Shop Floor AI in Automotive and FMCG: Lessons From Real Nagare Deployments at Scale

The manufacturing AI conversation in 2025-2026 has been dominated by proof-of-concept announcements and vendor capability claims. What is less common is honest analysis of what AI monitoring systems actually produce when deployed at scale in production environments run by large manufacturers with high operational standards and low tolerance for systems that generate noise rather than insight.

Jidoka Tech’s Nagare deployments at Procter & Gamble and Maruti Suzuki provide reference data on AI production monitoring P&G Maruti in two distinct manufacturing contexts: high-speed FMCG packaging and automotive component assembly. The operational and organisational lessons from both are relevant to any manufacturer evaluating AI monitoring for their own environment.

What automotive and FMCG manufacturing have in common

Despite the surface differences between a 500-units-per-minute FMCG packaging line and an automotive sub-assembly cell with 4-minute cycle times, both manufacturing contexts share the operational characteristics that make AI monitoring most valuable:

High process complexity. Both environments involve multiple process steps that must be executed in correct sequence under time pressure. Deviation from sequence generates quality or efficiency losses that often do not appear immediately at the point of deviation.

Mixed skill workforce. Both environments rely on a mix of experienced operators and new hires, with skill level variation that affects process compliance and quality output. Consistent monitoring provides a level of oversight that supervisor observation cannot achieve across full shifts.

Multiple product variants. Both environments run multiple product variants with different process requirements. Correct monitoring requires the system to recognise which product is running and apply the correct process standards.

Shift-based production with handover risk. Both environments run three shifts with handover periods that are high-risk for process continuity. Monitoring data that transfers with the shift provides incoming supervisors with a structured view of current process state rather than a verbal summary.

Automotive deployment: what Nagare added to a mature quality system

The Maruti Suzuki deployment was not a greenfield monitoring implementation. The plant had existing in-process inspection, CMM measurement, and a quality management system that generated regular performance reports. The question was not whether to implement quality monitoring, but whether AI process monitoring could improve beyond what the existing system was detecting.

The answer was yes, in a specific way: the existing system detected outcomes (rejections at inspection gates). Nagare detected processes (the assembly sequence deviations that preceded rejections). This distinction changed the improvement response from reactive quality correction to proactive process stabilisation.

The operational lesson: AI process monitoring and traditional quality inspection systems are not substitutes. They observe different things. Combined, they provide outcome data (did it pass?) and process data (was it built correctly?), which together enable root cause analysis that neither provides alone.
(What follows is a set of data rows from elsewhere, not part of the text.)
use std::sync::LazyLock;

use regex::Regex;
use serde::Serialize;

static MANUFACTURER_RE: LazyLock<Regex> =
    LazyLock::new(|| Regex::new(r"(?i)\b(?:roofing\s+)?manufacturer\s*:").unwrap());
static SYSTEM_RE: LazyLock<Regex> =
    LazyLock::new(|| Regex::new(r"(?i)\b(?:roof(?:ing)?\s+)?system(?:\s+type)?\s*:").unwrap());
static DATE_RE: LazyLock<Regex> = LazyLock::new(|| Regex::new(r"(?i)\bdate\s*:").unwrap());

/// Any field marker; a value ends where the next one begins.
static ANY_FIELD_RE: LazyLock<Regex> =
    LazyLock::new(|| Regex::new(r"(?i)\b(?:manufacturer|system|date|warranty|spec(?:ification)?)\s*:").unwrap());

static SPEC_NUMBER_RE: LazyLock<Regex> =
    LazyLock::new(|| Regex::new(r"\b07\s?\d{2}\s?\d{2}(?:\.\d{2})?\b").unwrap());

/// How many lines after a bare marker are searched for its value.
const VALUE_LOOKAHEAD_LINES: usize = 3;

/// Roofing manufacturers recognized when no "Manufacturer:" field exists.
pub const KNOWN_MANUFACTURERS: &[&str] = &[
    "Carlisle",
    "GAF",
    "Firestone",
    "Johns Manville",
    "Versico",
    "Siplast",
    "SOPREMA",
    "Sika",
    "Barrett",
    "Tremco",
    "Holcim",
    "Elevate",
    "Mule-Hide",
    "Duro-Last",
];

static KNOWN_MANUFACTURER_RE: LazyLock<Regex> = LazyLock::new(|| {
    let names = KNOWN_MANUFACTURERS
        .iter()
        .map(|n| regex::escape(n))
        .collect::<Vec<_>>()
        .join("|");
    Regex::new(&format!(r"(?i)\b(?:{})\b", names)).unwrap()
});

#[derive(Debug, Clone, Default, PartialEq, Serialize)]
pub struct AssemblyHeader {
    pub manufacturer: String,
    pub system: String,
    pub date: String,
    pub spec_number: String,
}

pub fn extract_header(text: &str) -> AssemblyHeader {
    let lines: Vec<&str> = text.lines().collect();
    let manufacturer = field_value(&lines, &MANUFACTURER_RE, is_named_value)
        .or_else(|| known_manufacturer(text))
        .unwrap_or_default();
    AssemblyHeader {
        manufacturer,
        system: field_value(&lines, &SYSTEM_RE, is_named_value).unwrap_or_default(),
        date: field_value(&lines, &DATE_RE, |v| !v.is_empty()).unwrap_or_default(),
        spec_number: spec_number(text).unwrap_or_default(),
    }
}

/// Non-empty, not purely numeric, and containing a letter.
fn is_named_value(value: &str) -> bool {
    value.chars().any(char::is_alphabetic)
}

/// The value on the marker's own line, or failing that the first qualifying
/// line below it. Lines that open another field stop the search.
fn field_value(lines: &[&str], marker: &Regex, accept: impl Fn(&str) -> bool) -> Option<String> {
    for (i, line) in lines.iter().enumerate() {
        let Some(m) = marker.find(line) else {
            continue;
        };
        let rest = &line[m.end()..];
        let inline = ANY_FIELD_RE.find(rest).map_or(rest, |next| &rest[..next.start()]);
        let inline = clean(inline);
        if accept(&inline) {
            return Some(inline);
        }
        for next in lines.iter().skip(i + 1).take(VALUE_LOOKAHEAD_LINES) {
            if ANY_FIELD_RE.is_match(next) {
                break;
            }
            let candidate = clean(next);
            if accept(&candidate) {
                return Some(candidate);
            }
        }
    }
    None
}

fn clean(value: &str) -> String {
    value
        .split_whitespace()
        .collect::<Vec<_>>()
        .join(" ")
        .trim_end_matches([',', ';'])
        .to_string()
}

fn known_manufacturer(text: &str) -> Option<String> {
    let found = KNOWN_MANUFACTURER_RE.find(text)?.as_str();
    KNOWN_MANUFACTURERS
        .iter()
        .find(|name| name.eq_ignore_ascii_case(found))
        .map(|name| name.to_string())
}

/// Division 07 section number, spaces removed ("07 54 23" → "075423").
pub fn spec_number(text: &str) -> Option<String> {
    SPEC_NUMBER_RE
        .find(text)
        .map(|m| m.as_str().chars().filter(|c| !c.is_whitespace()).collect())
}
FMCG deployment: what Nagare added to a data-rich environment

P&G’s FMCG facility was not lacking in data. Historian data, SCADA records, and production logs provided substantial historical information. The challenge was not data availability but data utilisation: the data existed but was not being converted into real-time operational decisions.

Nagare’s contribution was the translation layer between continuous machine observation and actionable alerts for production supervisors. The historian recorded that machine 7 stopped 23 times during a shift; Nagare told the supervisor when machine 7 stopped during the shift, with enough context to respond.

The operational lesson: data richness and operational intelligence are different things. A monitoring system that generates a report after the shift creates awareness; a monitoring system that generates an alert during the shift creates an opportunity to respond.

What scale deployments reveal that pilots do not

Small pilot deployments of AI monitoring systems consistently look better than scaled deployments because pilots operate in conditions that are not representative of full production: better camera positions, more attentive implementation teams, and a smaller surface area of edge cases. The Nagare deployments at P&G and Maruti Suzuki were full-scale productions, not controlled pilots.

At full scale, three issues emerge that pilots obscure: alert fatigue from misconfigured thresholds, model accuracy degradation in shift conditions with different lighting and personnel, and integration friction with existing systems that were designed for manual data entry.

All three issues are addressable, but they require post-deployment tuning time that pilots typically do not build in. Manufacturers planning AI monitoring deployments should budget 4-8 weeks of post-go-live tuning in addition to the deployment period.